Durant ces cinq années, le Liban connaît plusieurs débordements du conflit syrien voisin. Le pays, au système multi-confessionnel, est rongé par la corruption et le clientélisme. "Ces dirigeants s'en mettent plein les poches", expliquait mi-juillet à franceinfo Agnès Levallois, maître de recherche à la Fondation pour la recherche stratégique et vice-présidente de l'Institut de recherche et d'études Méditerranée Moyen-Orient (Iremmo).
Août 2020 : deux explosions, le chaos et la recherche des coupables
Le mardi 4 août, des manifestants protestent dans les rues de la capitale libanaise contre les coupures de courant qui rendent leur quotidien invivable. Quelques heures plus tard, deux déflagrations se font entendre. Le stock de nitrate d'ammonium conservé dans le hangar 12 vient de partir en fumée, détruisant sur son passage une partie de la capitale et tuant plus de 150 personnes, selon le bilan réalisé vendredi 7 août à la mi-journée.
Le soir même, le Premier ministre, Hassan Diab, pointe la responsabilité du stock de nitrate d'ammonium. Il est encore trop tôt pour savoir comment ce dernier s'est enflammé, mais des feux d'artifice étaient stockés dans un entrepôt voisin de celui du nitrate d'ammonium, confirme le directeur des douanes à L'Orient-Le Jour, ajoutant que des travaux de rénovation étaient en cours au moment du déclenchement de l'incendie. Une enquête et une commission ont été ouvertes et des investigations sont menées par l'armée. Les services douaniers accusent la direction du port, qui leur renvoie la balle.
Au moins 16 fonctionnaires du port de Beyrouth et des autorités douanières ont été placés en détention dans le cadre de l'enquête, jeudi 6 août. Il s'agit de "responsables du conseil d'administration du port de Beyrouth et de l'administration des douanes, et des responsables des travaux d'entretien et des (ouvriers) ayant effectué des travaux dans le hangar numéro 12", a précisé le procureur militaire Fadi Akiki dans un communiqué. Le même jour, la police chypriote a indiqué avoir interrogé un Russe étant lié au Rhosus. Igor Gretchouchkine aurait été interrogé à la demande du bureau Interpol au Liban.

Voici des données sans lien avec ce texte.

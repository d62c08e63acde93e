//! Node identifiers and the transition table.

use serde::Serialize;

use super::state::RunState;

/// The steps of a run, in declaration order.
#[derive(Debug, Clone, Copy, PartialEq, Eq, Hash, Serialize)]
#[serde(rename_all = "snake_case")]
pub enum NodeId {
    ResolveAttributes,
    ResolveFunction,
    BuildQuery,
    FetchRecords,
    SpatialFilter,
    AggregateStatistics,
    RenderAnswer,
}

impl NodeId {
    /// First node of every run.
    pub const START: Self = Self::ResolveAttributes;
}

impl std::fmt::Display for NodeId {
    fn fmt(&self, f: &mut std::fmt::Formatter<'_>) -> std::fmt::Result {
        let name = match self {
            Self::ResolveAttributes => "resolve_attributes",
            Self::ResolveFunction => "resolve_function",
            Self::BuildQuery => "build_query",
            Self::FetchRecords => "fetch_records",
            Self::SpatialFilter => "spatial_filter",
            Self::AggregateStatistics => "aggregate_statistics",
            Self::RenderAnswer => "render_answer",
        };
        write!(f, "{}", name)
    }
}

/// Branch taken after attribute resolution.
#[derive(Debug, Clone, Copy, PartialEq, Eq)]
pub enum FunctionRoute {
    NeedsFunction,
    NoFunction,
}

impl FunctionRoute {
    pub fn for_state(state: &RunState) -> Self {
        if state.needs_function_lookup {
            Self::NeedsFunction
        } else {
            Self::NoFunction
        }
    }
}

/// Branch taken after fetching records.
#[derive(Debug, Clone, Copy, PartialEq, Eq)]
pub enum SpatialRoute {
    ApplyFilter,
    SkipFilter,
}

impl SpatialRoute {
    pub fn for_state(state: &RunState) -> Self {
        if state.spatial_filter().is_some() {
            Self::ApplyFilter
        } else {
            Self::SkipFilter
        }
    }
}

/// The node to run after `node`, or `None` once the run is complete.
pub fn successor(node: NodeId, state: &RunState) -> Option<NodeId> {
    match node {
        NodeId::ResolveAttributes => Some(match FunctionRoute::for_state(state) {
            FunctionRoute::NeedsFunction => NodeId::ResolveFunction,
            FunctionRoute::NoFunction => NodeId::BuildQuery,
        }),
        NodeId::ResolveFunction => Some(NodeId::BuildQuery),
        NodeId::BuildQuery => Some(NodeId::FetchRecords),
        NodeId::FetchRecords => Some(match SpatialRoute::for_state(state) {
            SpatialRoute::ApplyFilter => NodeId::SpatialFilter,
            SpatialRoute::SkipFilter => NodeId::AggregateStatistics,
        }),
        NodeId::SpatialFilter => Some(NodeId::AggregateStatistics),
        NodeId::AggregateStatistics => Some(NodeId::RenderAnswer),
        NodeId::RenderAnswer => None,
    }
}

#[cfg(test)]
mod tests {
    use super::*;

    fn path(state: &RunState) -> Vec<NodeId> {
        let mut nodes = vec![NodeId::START];
        while let Some(next) = successor(*nodes.last().unwrap(), state) {
            nodes.push(next);
        }
        nodes
    }

    #[test]
    fn shortest_path_skips_optional_nodes() {
        let state = RunState::new("Wie viele Gebäude hat Pankow?", None);
        assert_eq!(
            path(&state),
            vec![
                NodeId::ResolveAttributes,
                NodeId::BuildQuery,
                NodeId::FetchRecords,
                NodeId::AggregateStatistics,
                NodeId::RenderAnswer,
            ]
        );
    }

    #[test]
    fn full_path_visits_every_node() {
        let mut state = RunState::new("Schulen am Punkt", Some("POINT(0 0)".to_string()));
        state.needs_function_lookup = true;

        assert_eq!(
            path(&state),
            vec![
                NodeId::ResolveAttributes,
                NodeId::ResolveFunction,
                NodeId::BuildQuery,
                NodeId::FetchRecords,
                NodeId::SpatialFilter,
                NodeId::AggregateStatistics,
                NodeId::RenderAnswer,
            ]
        );
    }

    #[test]
    fn blank_filter_is_skipped() {
        let state = RunState::new("q", Some(String::new()));
        assert_eq!(SpatialRoute::for_state(&state), SpatialRoute::SkipFilter);
    }

    #[test]
    fn display_is_snake_case() {
        assert_eq!(NodeId::AggregateStatistics.to_string(), "aggregate_statistics");
        assert_eq!(
            serde_json::to_value(NodeId::RenderAnswer).unwrap(),
            serde_json::json!("render_answer")
        );
    }
}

De son côté, le président libanais, Michel Aoun, a indiqué, vendredi, avoir "personnellement" demandé au président français Emmanuel Macron "de nous fournir des images aériennes pour que nous puissions déterminer s'il y avait des avions dans l'espace (aérien) ou des missiles" au moment de l'explosion. "Il est possible que cela ait été causé par la négligence ou par une action extérieure, avec un missile ou une bombe", a déclaré Michel Aoun lors d'un entretien avec des journalistes retransmis à la télévision.